Notice and Invitation Oral Defense of Doctoral Dissertation The Volgenau School of Engineering, George Mason University
Yun-Sheng Wang Bachelor of Science, Feng Chia University, 1991 Master of Science, George Mason University, 2002
Unsupervised Bayesian Musical Key and Chord Recognition
Wednesday,
04/09/2014, 1:00pm
Room 4801, Engineering Building
All are
invited to attend.
Committee
Dr. Harry Wechsler, Chair
Dr. Jim Chen
Dr. Jessica Lin
Dr. Andrew
Loerch
Dr. Pearl
Wang
Abstract
Many tasks in Music Information
Retrieval can be approached using indirection in terms of data
abstraction. Raw music signals can be abstracted and represented
by using a combination of melody, harmony, or rhythm for musical
structural analysis, emotion or mood projection, as well as
efficient search of large collections of music. In this
dissertation, we focus on two tasks: analyzing tonality and
harmony of music signals. Our approach concentrates on
transcribing western popular music into its tonal and harmonic
content directly from the audio signals. While the majority of
the proposed methods adopt the supervised approach which
requires scarce manually-transcribed training data, our approach
is unsupervised where model parameters for tonality and harmony
are directly estimated from the target audio data. First, raw
audio signals in the time domain are transformed using
undecimated wavelet transform as a basis to build an enhanced
12-dimensional pitch class profile (PCP) in the frequency domain
as features of the target music piece. Second, a bag of local
keys are extracted from the frame-by-frame PCPs using an
infinite Gaussian mixture which allows the audio data to
“speak-for-itself” without pre-setting the number of Gaussian
components to model the local keys.
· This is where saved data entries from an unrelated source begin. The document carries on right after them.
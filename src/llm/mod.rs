//! Model invocation capability
//!
//! Defines the chat message types and the `ChatClient` trait the refinement
//! loop consumes. The production implementation talks to Ollama; tests swap in
//! deterministic scripted clients.

pub mod ollama;

use async_trait::async_trait;
use serde::{Deserialize, Serialize};

use crate::errors::Result;

pub use ollama::OllamaChatClient;

/// Chat message role
#[derive(Debug, Clone, Copy, PartialEq, Eq, Serialize, Deserialize)]
#[serde(rename_all = "lowercase")]
pub enum Role {
    System,
    User,
    Assistant,
}

/// One message in a chat exchange
#[derive(Debug, Clone, Serialize, Deserialize)]
pub struct ChatMessage {
    pub role: Role,
    pub content: String,
}

impl ChatMessage {
    pub fn system(content: impl Into<String>) -> Self {
        Self {
            role: Role::System,
            content: content.into(),
        }
    }

    pub fn user(content: impl Into<String>) -> Self {
        Self {
            role: Role::User,
            content: content.into(),
        }
    }

    pub fn assistant(content: impl Into<String>) -> Self {
        Self {
            role: Role::Assistant,
            content: content.into(),
        }
    }
}

/// Generation options passed with every chat call
#[derive(Debug, Clone)]
pub struct ChatOptions {
    pub temperature: f32,

    pub max_tokens: u32,

    /// Tool specifications for function calling, empty when unused
    pub tools: Vec<serde_json::Value>,
}

impl Default for ChatOptions {
    fn default() -> Self {
        Self {
            temperature: 0.7,
            max_tokens: 2000,
            tools: Vec::new(),
        }
    }
}

/// Token accounting reported by the model server
#[derive(Debug, Clone, Copy, Default, PartialEq, Eq, Serialize, Deserialize)]
pub struct TokenUsage {
    pub prompt_tokens: u32,
    pub completion_tokens: u32,
    pub total_tokens: u32,
}

/// Response from a chat completion
#[derive(Debug, Clone)]
pub struct ChatResponse {
    pub content: String,
    pub usage: Option<TokenUsage>,
}

/// Capability to invoke a generative model
///
/// Treated as blocking I/O by callers: one call, one complete response. There
/// is no cancellation primitive; an in-flight call always runs to completion
/// or error.
#[async_trait]
pub trait ChatClient: Send + Sync {
    async fn chat(&self, messages: &[ChatMessage], options: &ChatOptions) -> Result<ChatResponse>;
}

#[cfg(test)]
mod tests {
    use super::*;

    #[test]
    fn test_message_constructors() {
        let msg = ChatMessage::system("be helpful");
        assert_eq!(msg.role, Role::System);
        assert_eq!(msg.content, "be helpful");

        assert_eq!(ChatMessage::user("hi").role, Role::User);
        assert_eq!(ChatMessage::assistant("ok").role, Role::Assistant);
    }

    #[test]
    fn test_role_wire_names() {
        let json = serde_json::to_string(&ChatMessage::user("x")).unwrap();
        assert!(json.contains(r#""role":"user""#));
    }

    #[test]
    fn test_default_options() {
        let options = ChatOptions::default();
        assert_eq!(options.temperature, 0.7);
        assert_eq!(options.max_tokens, 2000);
        assert!(options.tools.is_empty());
    }
}
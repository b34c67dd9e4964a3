//! Completion signal protocol
//!
//! A response asserts it is final by embedding the configured phrase as
//! `<promise>PHRASE</promise>`. Detection is deliberately lenient: models
//! drift from the exact phrase, and forward progress beats strict protocol
//! conformance. A stray promise tag falsely signaling completion is an
//! accepted trade-off.

/// Opening marker of a completion signal
pub const PROMISE_OPEN: &str = "<promise>";

/// Closing marker of a completion signal
pub const PROMISE_CLOSE: &str = "</promise>";

/// Check whether a response carries a completion signal for `phrase`.
///
/// Matches in order, most to least strict:
/// 1. the exact wrapped phrase,
/// 2. the phrase text anywhere in the response,
/// 3. any well-formed, non-empty promise tag regardless of content.
pub fn contains_completion_signal(response: &str, phrase: &str) -> bool {
    let wrapped = format!("{}{}{}", PROMISE_OPEN, phrase, PROMISE_CLOSE);
    if response.contains(&wrapped) {
        return true;
    }

    if response.contains(phrase) {
        return true;
    }

    if let Some(inner) = first_promise_body(response) {
        return !inner.trim().is_empty();
    }

    false
}

/// Remove every `<promise>...</promise>` region from a response.
///
/// Run before JSON extraction so punctuation inside a promise cannot confuse
/// the bracket scan.
pub fn strip_promise_tags(response: &str) -> String {
    let mut result = String::with_capacity(response.len());
    let mut rest = response;

    loop {
        let Some(open) = rest.find(PROMISE_OPEN) else {
            result.push_str(rest);
            break;
        };
        let Some(close) = rest[open + PROMISE_OPEN.len()..].find(PROMISE_CLOSE) else {
            result.push_str(rest);
            break;
        };

        result.push_str(&rest[..open]);
        rest = &rest[open + PROMISE_OPEN.len() + close + PROMISE_CLOSE.len()..];
    }

    result.trim().to_string()
}

/// Body of the first well-formed promise tag, if any
fn first_promise_body(response: &str) -> Option<&str> {
    let start = response.find(PROMISE_OPEN)? + PROMISE_OPEN.len();
    let end = response[start..].find(PROMISE_CLOSE)? + start;
    Some(&response[start..end])
}
//! planforge - Main CLI Entry Point

use anyhow::{bail, Result};
use clap::{Parser, Subcommand};
use colored::Colorize;
use indicatif::{ProgressBar, ProgressStyle};
use std::path::PathBuf;
use std::sync::Arc;
use std::time::Duration;

use planforge::config::Config;
use planforge::ingest::FsDocumentSource;
use planforge::llm::{ChatOptions, OllamaChatClient};
use planforge::pipeline::{PipelineConfig, ProcessingPipeline};
use planforge::store::{DocumentStore, MemoryDocumentStore};
use planforge::telemetry::TelemetryCollector;
use planforge::types::{DocumentStatus, RequirementKind, StageStatus};

#[derive(Parser)]
#[command(name = "planforge", version, about = "Turn product documents into validated requirements and test cases")]
struct Args {
    /// Ollama host
    #[arg(long)]
    host: Option<String>,

    /// Ollama port
    #[arg(long)]
    port: Option<u16>,

    /// Model name
    #[arg(short, long)]
    model: Option<String>,

    /// Verbose iteration logging
    #[arg(short, long)]
    verbose: bool,

    #[command(subcommand)]
    command: Commands,
}

#[derive(Subcommand)]
enum Commands {
    /// Process a document into requirements and test cases
    Process {
        /// Path to the document (PDF or plain text)
        file: PathBuf,
    },

    /// Check that the model server is reachable
    Check,
}

#[tokio::main]
async fn main() -> Result<()> {
    let args = Args::parse();
    let config = Config::load()?;

    let base_url = match (&args.host, args.port) {
        (None, None) => config.model.base_url.clone(),
        (host, port) => format!(
            "http://{}:{}",
            host.as_deref().unwrap_or("127.0.0.1"),
            port.unwrap_or(11434)
        ),
    };
    let model = args.model.clone().unwrap_or_else(|| config.model.name.clone());

    let client = OllamaChatClient::with_config(&base_url, &model)?;

    match &args.command {
        Commands::Check => check(&client).await,
        Commands::Process { file } => process(args.verbose, &config, client, file).await,
    }
}

async fn check(client: &OllamaChatClient) -> Result<()> {
    if !client.health_check().await? {
        bail!(
            "{} Ollama is not reachable at {}. Start with: ollama serve",
            "✗".red(),
            client.base_url()
        );
    }

    println!("{} Ollama is running at {}", "✓".green(), client.base_url());

    let models = client.list_models().await?;
    if models.is_empty() {
        println!("  No models installed. Pull one with: ollama pull {}", client.model());
    } else {
        println!("  Installed models:");
        for name in models {
            let marker = if name == client.model() { "*" } else { " " };
            println!("  {} {}", marker, name);
        }
    }

    Ok(())
}

async fn process(
    verbose: bool,
    config: &Config,
    client: OllamaChatClient,
    file: &PathBuf,
) -> Result<()> {
    if !client.health_check().await? {
        bail!(
            "{} Ollama is not reachable at {}. Start with: ollama serve",
            "✗".red(),
            client.base_url()
        );
    }

    let bytes = std::fs::read(file)?;
    let file_name = file
        .file_name()
        .map(|n| n.to_string_lossy().to_string())
        .unwrap_or_else(|| "document.pdf".to_string());

    let store = Arc::new(MemoryDocumentStore::new());
    let source = Arc::new(FsDocumentSource::new(config.documents_dir()?)?);
    let collector = Arc::new(TelemetryCollector::new());
    let model_label = client.model().to_string();

    let document = store.create_document(&file_name);
    source.store(&document.id, &bytes)?;

    let pipeline = Arc::new(ProcessingPipeline::new(
        store.clone(),
        source.clone(),
        Arc::new(client),
        collector.clone(),
        PipelineConfig {
            chat: ChatOptions {
                temperature: config.model.temperature,
                max_tokens: config.model.max_tokens,
                tools: Vec::new(),
            },
            verbose,
            ..PipelineConfig::default()
        },
    ));

    println!("Processing {} with {}\n", file_name.bold(), model_label);
    pipeline.start_processing(&document.id).await?;

    let bar = ProgressBar::new(6);
    bar.set_style(
        ProgressStyle::with_template("{bar:30.cyan/blue} {pos}/{len} {msg}")
            .expect("valid progress template"),
    );

    let final_status = loop {
        let report = pipeline.get_status(&document.id).await?;

        let completed = report
            .stages
            .iter()
            .filter(|s| s.status == StageStatus::Completed)
            .count();
        bar.set_position(completed as u64);
        bar.set_message(report.stages[report.current_stage_index].name.clone());

        match report.status {
            DocumentStatus::Completed | DocumentStatus::Error => break report.status,
            _ => tokio::time::sleep(Duration::from_millis(300)).await,
        }
    };
    bar.finish_and_clear();

    source.delete(&document.id);

    if final_status == DocumentStatus::Error {
        bail!("{} Processing failed; see errors above", "✗".red());
    }

    print_report(store.as_ref(), &document.id).await?;

    let stats = collector.stats();
    println!(
        "\n{} {} model iterations, {} rejected by validation",
        "Σ".dimmed(),
        stats.iterations,
        stats.failed_iterations
    );

    Ok(())
}

async fn print_report(store: &MemoryDocumentStore, document_id: &str) -> Result<()> {
    let document = store
        .get_document(document_id)
        .await?
        .ok_or_else(|| anyhow::anyhow!("document vanished before reporting"))?;

    let requirements = document.requirements.unwrap_or_default();

    println!("{}", "Requirements".bold().underline());
    for requirement in &requirements {
        let kind = match requirement.kind {
            RequirementKind::Functional => "functional".green(),
            RequirementKind::NonFunctional => "non-functional".yellow(),
        };
        println!(
            "\n  {} [{}] {}",
            requirement.id.bold(),
            kind,
            requirement.description
        );

        for tc in &requirement.test_cases {
            let polarity = if tc.is_negative {
                "-".red().to_string()
            } else {
                "+".green().to_string()
            };
            let types = if tc.test_types.is_empty() {
                String::new()
            } else {
                format!(" ({})", tc.test_types.join(", "))
            };
            println!("    {} {}{}", polarity, tc.description, types.dimmed());
        }
    }

    let total_cases: usize = requirements.iter().map(|r| r.test_cases.len()).sum();
    println!(
        "\n{} requirements, {} test cases",
        requirements.len(),
        total_cases
    );

    Ok(())
}
//! Document and pipeline stage types
//!
//! A document owns a fixed, ordered sequence of six agent stages. Stage and
//! document statuses only move forward within a run: pending → processing →
//! completed | error, and uploaded → processing → completed | error.

use chrono::{DateTime, Utc};
use serde::{Deserialize, Serialize};

use crate::types::Requirement;

/// Number of pipeline stages per document
pub const STAGE_COUNT: usize = 6;

/// Fixed stage catalog: (id, name, description)
const STAGE_CATALOG: [(u8, &str, &str); STAGE_COUNT] = [
    (
        1,
        "Requirement Extraction",
        "Reviewing document and extracting functional and non-functional requirements",
    ),
    (
        2,
        "Test Case Generation",
        "Creating positive and negative test cases per requirement using the 7 testing principles",
    ),
    (
        3,
        "Negative Test Labeling",
        "Reviewing requirements and test cases, then labeling negative test cases",
    ),
    (
        4,
        "Test Type Classification",
        "Reviewing requirements and test cases, then labeling them according to their testing types",
    ),
    (
        5,
        "Final Review",
        "Reviewing everything to ensure requirements and test cases make sense and conform to the 7 testing principles",
    ),
    (
        6,
        "Document Finalization",
        "Saving the final document and preparing it for review",
    ),
];

/// Lifecycle status of a single agent stage
#[derive(Debug, Clone, Copy, PartialEq, Eq, Serialize, Deserialize)]
#[serde(rename_all = "lowercase")]
pub enum StageStatus {
    Pending,
    Processing,
    Completed,
    Error,
}

impl StageStatus {
    /// Terminal statuses accept no further transitions within a run
    pub fn is_terminal(&self) -> bool {
        matches!(self, StageStatus::Completed | StageStatus::Error)
    }
}

/// Lifecycle status of a document
#[derive(Debug, Clone, Copy, PartialEq, Eq, Serialize, Deserialize)]
#[serde(rename_all = "lowercase")]
pub enum DocumentStatus {
    Uploaded,
    Processing,
    Completed,
    Error,
}

/// One of the six ordered processing stages of a document
#[derive(Debug, Clone, PartialEq, Serialize, Deserialize)]
#[serde(rename_all = "camelCase")]
pub struct AgentStage {
    /// Stage id, 1-based and fixed per the catalog
    pub id: u8,

    pub name: String,

    pub description: String,

    pub status: StageStatus,

    #[serde(default, skip_serializing_if = "Option::is_none")]
    pub started_at: Option<DateTime<Utc>>,

    #[serde(default, skip_serializing_if = "Option::is_none")]
    pub completed_at: Option<DateTime<Utc>>,
}

impl AgentStage {
    /// Build the initial six-stage sequence for a new document
    pub fn initial_set() -> Vec<AgentStage> {
        STAGE_CATALOG
            .iter()
            .map(|(id, name, description)| AgentStage {
                id: *id,
                name: (*name).to_string(),
                description: (*description).to_string(),
                status: StageStatus::Pending,
                started_at: None,
                completed_at: None,
            })
            .collect()
    }
}

/// A document under processing, as held by the document store
#[derive(Debug, Clone, PartialEq, Serialize, Deserialize)]
#[serde(rename_all = "camelCase")]
pub struct Document {
    pub id: String,

    pub file_name: String,

    pub uploaded_at: DateTime<Utc>,

    pub status: DocumentStatus,

    pub stages: Vec<AgentStage>,

    /// Populated at finalization, nested test cases included
    #[serde(default, skip_serializing_if = "Option::is_none")]
    pub requirements: Option<Vec<Requirement>>,

    #[serde(default, skip_serializing_if = "Option::is_none")]
    pub completed_at: Option<DateTime<Utc>>,
}

/// Progress snapshot returned by the pipeline's status query
#[derive(Debug, Clone, Serialize)]
#[serde(rename_all = "camelCase")]
pub struct StatusReport {
    pub status: DocumentStatus,

    pub stages: Vec<AgentStage>,

    /// Index of the stage currently processing, else one past the last
    /// completed stage (clamped to the last valid index), else 0
    pub current_stage_index: usize,
}

#[cfg(test)]
mod tests {
    use super::*;

    #[test]
    fn test_initial_set_shape() {
        let stages = AgentStage::initial_set();
        assert_eq!(stages.len(), STAGE_COUNT);
        assert_eq!(stages[0].id, 1);
        assert_eq!(stages[5].id, 6);
        assert_eq!(stages[0].name, "Requirement Extraction");
        assert_eq!(stages[5].name, "Document Finalization");
        assert!(stages.iter().all(|s| s.status == StageStatus::Pending));
        assert!(stages.iter().all(|s| s.started_at.is_none()));
    }

    #[test]
    fn test_stage_status_terminal() {
        assert!(StageStatus::Completed.is_terminal());
        assert!(StageStatus::Error.is_terminal());
        assert!(!StageStatus::Pending.is_terminal());
        assert!(!StageStatus::Processing.is_terminal());
    }

    #[test]
    fn test_status_wire_names() {
        let json = serde_json::to_string(&DocumentStatus::Uploaded).unwrap();
        assert_eq!(json, r#""uploaded""#);

        let status: StageStatus = serde_json::from_str(r#""processing""#).unwrap();
        assert_eq!(status, StageStatus::Processing);
    }

    #[test]
    fn test_stage_serialization_camel_case() {
        let stage = &AgentStage::initial_set()[2];
        let json = serde_json::to_string(stage).unwrap();
        assert!(json.contains(r#""status":"pending""#));
        // Unset timestamps are omitted from the wire form
        assert!(!json.contains("startedAt"));
    }
}
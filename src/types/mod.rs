//! Core domain types for documents, requirements and test cases

pub mod document;
pub mod requirement;

pub use document::{AgentStage, Document, DocumentStatus, StageStatus, StatusReport, STAGE_COUNT};
pub use requirement::{Requirement, RequirementKind, TestCase};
Third, the bag of local keys
is applied to adjust the energy levels in the PCPs for chord
extraction.
From experimental results, we
demonstrate that our approach – a much simpler one compared to
most of the existing methods – performs just as well or
outperforms many of the much more complex models for the two
tasks without using any training data.
A copy of this doctoral
dissertation is on reserve at the Johnson Center Library.